Which lines run from the line with "0 => Capability" through the line with "- 6pm\nTuesday: 8am" in the entries below? Print them exactly, both ends included, and nothing more.
─── Data records ───
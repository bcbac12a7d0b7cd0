//! Heuristic content classification for scraped business websites.
//!
//! Two independent pure functions over fetched page content: operating-hours
//! extraction and impound-capability detection. No I/O happens here; the
//! fetch side hands in raw HTML plus the extracted visible text.
//!
//! The keyword sets and confidence thresholds are deliberately coarse and
//! must stay byte-compatible with the data already persisted by earlier
//! pipeline runs, so treat them as frozen constants.

use std::collections::BTreeMap;

use regex::Regex;
use serde::{Deserialize, Serialize};

/// Weekday names matched against the visible text, in calendar order.
const WEEKDAYS: [&str; 7] = [
    "monday",
    "tuesday",
    "wednesday",
    "thursday",
    "friday",
    "saturday",
    "sunday",
];

/// Phrases indicating round-the-clock operation.
const ALWAYS_OPEN_MARKERS: [&str; 4] = ["24/7", "24 hours", "always open", "open 24"];

/// Keywords indicating the business offers impound service.
const IMPOUND_KEYWORDS: [&str; 10] = [
    "impound",
    "impound lot",
    "impound yard",
    "vehicle impound",
    "car impound",
    "towing impound",
    "impoundment",
    "impounded vehicles",
    "impound storage",
    "police impound",
];

/// Negation phrases. Any hit overrides all positive evidence.
const NEGATIVE_KEYWORDS: [&str; 3] = ["we do not impound", "no impound", "not an impound"];

// ---------------------------------------------------------------------------
// Operating hours
// ---------------------------------------------------------------------------

/// Operating hours extracted from website text.
///
/// Hour strings are stored verbatim as captured; no timezone or format
/// normalization is attempted. Downstream consumers must tolerate free text.
#[derive(Debug, Clone, PartialEq, Serialize, Deserialize)]
pub struct OperatingHours {
    /// Weekday name → rest-of-line hour string, as found in the text.
    pub days: BTreeMap<String, String>,
    /// Set when the text advertises 24/7 operation.
    #[serde(default)]
    pub always_open: bool,
}

/// Extract operating hours from a page's visible text.
///
/// For each weekday name, the first case-insensitive match of
/// `"<day>[:\s]*<rest-of-line>"` contributes one entry. Returns `None` when
/// no day matched and no always-open marker was found.
pub fn extract_hours(text: &str) -> Option<OperatingHours> {
    let lower = text.to_lowercase();
    let mut days = BTreeMap::new();

    for day in WEEKDAYS {
        let pattern = Regex::new(&format!(r"{day}[\s:]*([^\n]+)")).expect("valid day pattern");
        if let Some(caps) = pattern.captures(&lower) {
            let hours = caps[1].trim().to_string();
            if !hours.is_empty() {
                days.insert(day.to_string(), hours);
            }
        }
    }

    let always_open = ALWAYS_OPEN_MARKERS.iter().any(|m| lower.contains(m));

    if days.is_empty() && !always_open {
        None
    } else {
        Some(OperatingHours { days, always_open })
    }
}

// ---------------------------------------------------------------------------
// Impound capability
// ---------------------------------------------------------------------------

/// Heuristic impound-capability verdict.
#[derive(Debug, Clone, Copy, PartialEq)]
pub struct Capability {
    pub has_impound: bool,
    /// 0.0–1.0. A coarse monotonic score, not a calibrated probability.
    pub confidence: f64,
}

/// Detect whether the business offers impound service.
///
/// Negation phrases are checked first against both the visible text and the
/// raw HTML; any hit returns `(false, 0.9)` regardless of positive evidence.
/// Otherwise every keyword scores one hit per source it appears in — a
/// keyword present in both text and HTML counts twice. The HTML-side scan
/// can match boilerplate markup (a nav link containing "no impound" text,
/// say); that imprecision is part of the frozen heuristic.
pub fn detect_capability(html: &str, text: &str) -> Capability {
    let text_lower = text.to_lowercase();
    let html_lower = html.to_lowercase();

    for phrase in NEGATIVE_KEYWORDS {
        if text_lower.contains(phrase) || html_lower.contains(phrase) {
            return Capability {
                has_impound: false,
                confidence: 0.9,
            };
        }
    }

    let mut matches = 0u32;
    for keyword in IMPOUND_KEYWORDS {
        if text_lower.contains(keyword) {
            matches += 1;
        }
        if html_lower.contains(keyword) {
            matches += 1;
        }
    }

    match matches {
        0 => Capability {
            has_impound: false,
            confidence: 0.3,
        },
        1 => Capability {
            has_impound: true,
            confidence: 0.6,
        },
        2 => Capability {
            has_impound: true,
            confidence: 0.8,
        },
        _ => Capability {
            has_impound: true,
            confidence: 0.95,
        },
    }
}

/// Coarse fleet-size bucket from listing review volume.
///
/// A rough popularity proxy: busier shops accumulate reviews faster.
pub fn fleet_size_from_reviews(review_count: Option<u32>) -> Option<&'static str> {
    match review_count? {
        n if n > 500 => Some("large"),
        n if n > 100 => Some("medium"),
        _ => Some("small"),
    }
}

#[cfg(test)]
mod tests {
    use super::*;

    #[test]
    fn extracts_per_day_hours() {
        let text = "Our Hours\nMonday: 8am - 6pm\nTuesday: 8am - 6pm\nSunday: closed\n";
        let hours = extract_hours(text).expect("hours found");
        assert_eq!(hours.days.get("monday").map(String::as_str), Some("8am - 6pm"));
        assert_eq!(hours.days.get("sunday").map(String::as_str), Some("closed"));
        assert!(!hours.days.contains_key("wednesday"));
        assert!(!hours.always_open);
    }

    #[test]
    fn day_match_is_case_insensitive() {
        let text = "FRIDAY 9:00-17:00";
        let hours = extract_hours(text).expect("hours found");
        assert_eq!(hours.days.get("friday").map(String::as_str), Some("9:00-17:00"));
    }

    #[test]
    fn detects_always_open_markers() {
        for text in [
            "We are open 24/7 for emergencies",
            "available 24 hours a day",
            "Always open, call anytime",
        ] {
            let hours = extract_hours(text).expect("hours found");
            assert!(hours.always_open, "marker not detected in: {text}");
        }
    }

    #[test]
    fn absent_when_nothing_found() {
        assert_eq!(extract_hours("Fast towing at fair prices."), None);
        assert_eq!(extract_hours(""), None);
    }

    #[test]
    fn hour_strings_kept_verbatim() {
        // No normalization: whatever trails the day name is stored as-is.
        let text = "monday 8 AM til whenever we feel like closing";
        let hours = extract_hours(text).unwrap();
        assert_eq!(
            hours.days["monday"],
            "8 am til whenever we feel like closing"
        );
    }

    #[test]
    fn negation_always_wins() {
        let text = "We run the biggest impound lot in town. Vehicle impound, police impound.";
        let html = "<p>we do not impound</p>";
        let cap = detect_capability(html, text);
        assert!(!cap.has_impound);
        assert_eq!(cap.confidence, 0.9);
    }

    #[test]
    fn negation_detected_in_text_too() {
        let cap = detect_capability("<html></html>", "Sorry, no impound services here.");
        assert!(!cap.has_impound);
        assert_eq!(cap.confidence, 0.9);
    }

    #[test]
    fn zero_matches_low_confidence_negative() {
        let cap = detect_capability("<html><body>Tires and oil</body></html>", "Tires and oil");
        assert!(!cap.has_impound);
        assert_eq!(cap.confidence, 0.3);
    }

    #[test]
    fn confidence_ladder() {
        // Bare "impound" in text only matches exactly one keyword.
        let cap = detect_capability("<html></html>", "we offer impound services");
        assert!(cap.has_impound);
        assert_eq!(cap.confidence, 0.6);

        // Same keyword in both sources counts as two hits.
        let cap = detect_capability("<p>impound</p>", "we offer impound services");
        assert!(cap.has_impound);
        assert_eq!(cap.confidence, 0.8);

        // "impoundment" substring-matches the bare "impound" keyword too,
        // so a single longer keyword already scores two hits per source.
        let cap = detect_capability("<p>impoundment</p>", "ask about impoundment");
        assert!(cap.has_impound);
        assert_eq!(cap.confidence, 0.95);
    }

    #[test]
    fn confidence_is_monotonic_in_hits() {
        let samples = [
            detect_capability("", ""),
            detect_capability("", "we offer impound services"),
            detect_capability("impound", "we offer impound services"),
            detect_capability("impound lot", "visit the impound lot"),
        ];
        for pair in samples.windows(2) {
            assert!(pair[0].confidence <= pair[1].confidence);
        }
    }

    #[test]
    fn fleet_size_buckets() {
        assert_eq!(fleet_size_from_reviews(None), None);
        assert_eq!(fleet_size_from_reviews(Some(12)), Some("small"));
        assert_eq!(fleet_size_from_reviews(Some(101)), Some("medium"));
        assert_eq!(fleet_size_from_reviews(Some(501)), Some("large"));
    }

    #[test]
    fn operating_hours_serialization() {
        let hours = OperatingHours {
            days: BTreeMap::from([("monday".to_string(), "8am - 6pm".to_string())]),
            always_open: false,
        };
        let json = serde_json::to_value(&hours).expect("serialize");
        assert_eq!(json["days"]["monday"], "8am - 6pm");
        let parsed: OperatingHours = serde_json::from_value(json).expect("deserialize");
        assert_eq!(parsed, hours);
    }
}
───
▸ Result:
        0 => Capability {
            has_impound: false,
            confidence: 0.3,
        },
        1 => Capability {
            has_impound: true,
            confidence: 0.6,
        },
        2 => Capability {
            has_impound: true,
            confidence: 0.8,
        },
        _ => Capability {
            has_impound: true,
            confidence: 0.95,
        },
    }
}

/// Coarse fleet-size bucket from listing review volume.
///
/// A rough popularity proxy: busier shops accumulate reviews faster.
pub fn fleet_size_from_reviews(review_count: Option<u32>) -> Option<&'static str> {
    match review_count? {
        n if n > 500 => Some("large"),
        n if n > 100 => Some("medium"),
        _ => Some("small"),
    }
}

#[cfg(test)]
mod tests {
    use super::*;

    #[test]
    fn extracts_per_day_hours() {
        let text = "Our Hours\nMonday: 8am - 6pm\nTuesday: 8am - 6pm\nSunday: closed\n";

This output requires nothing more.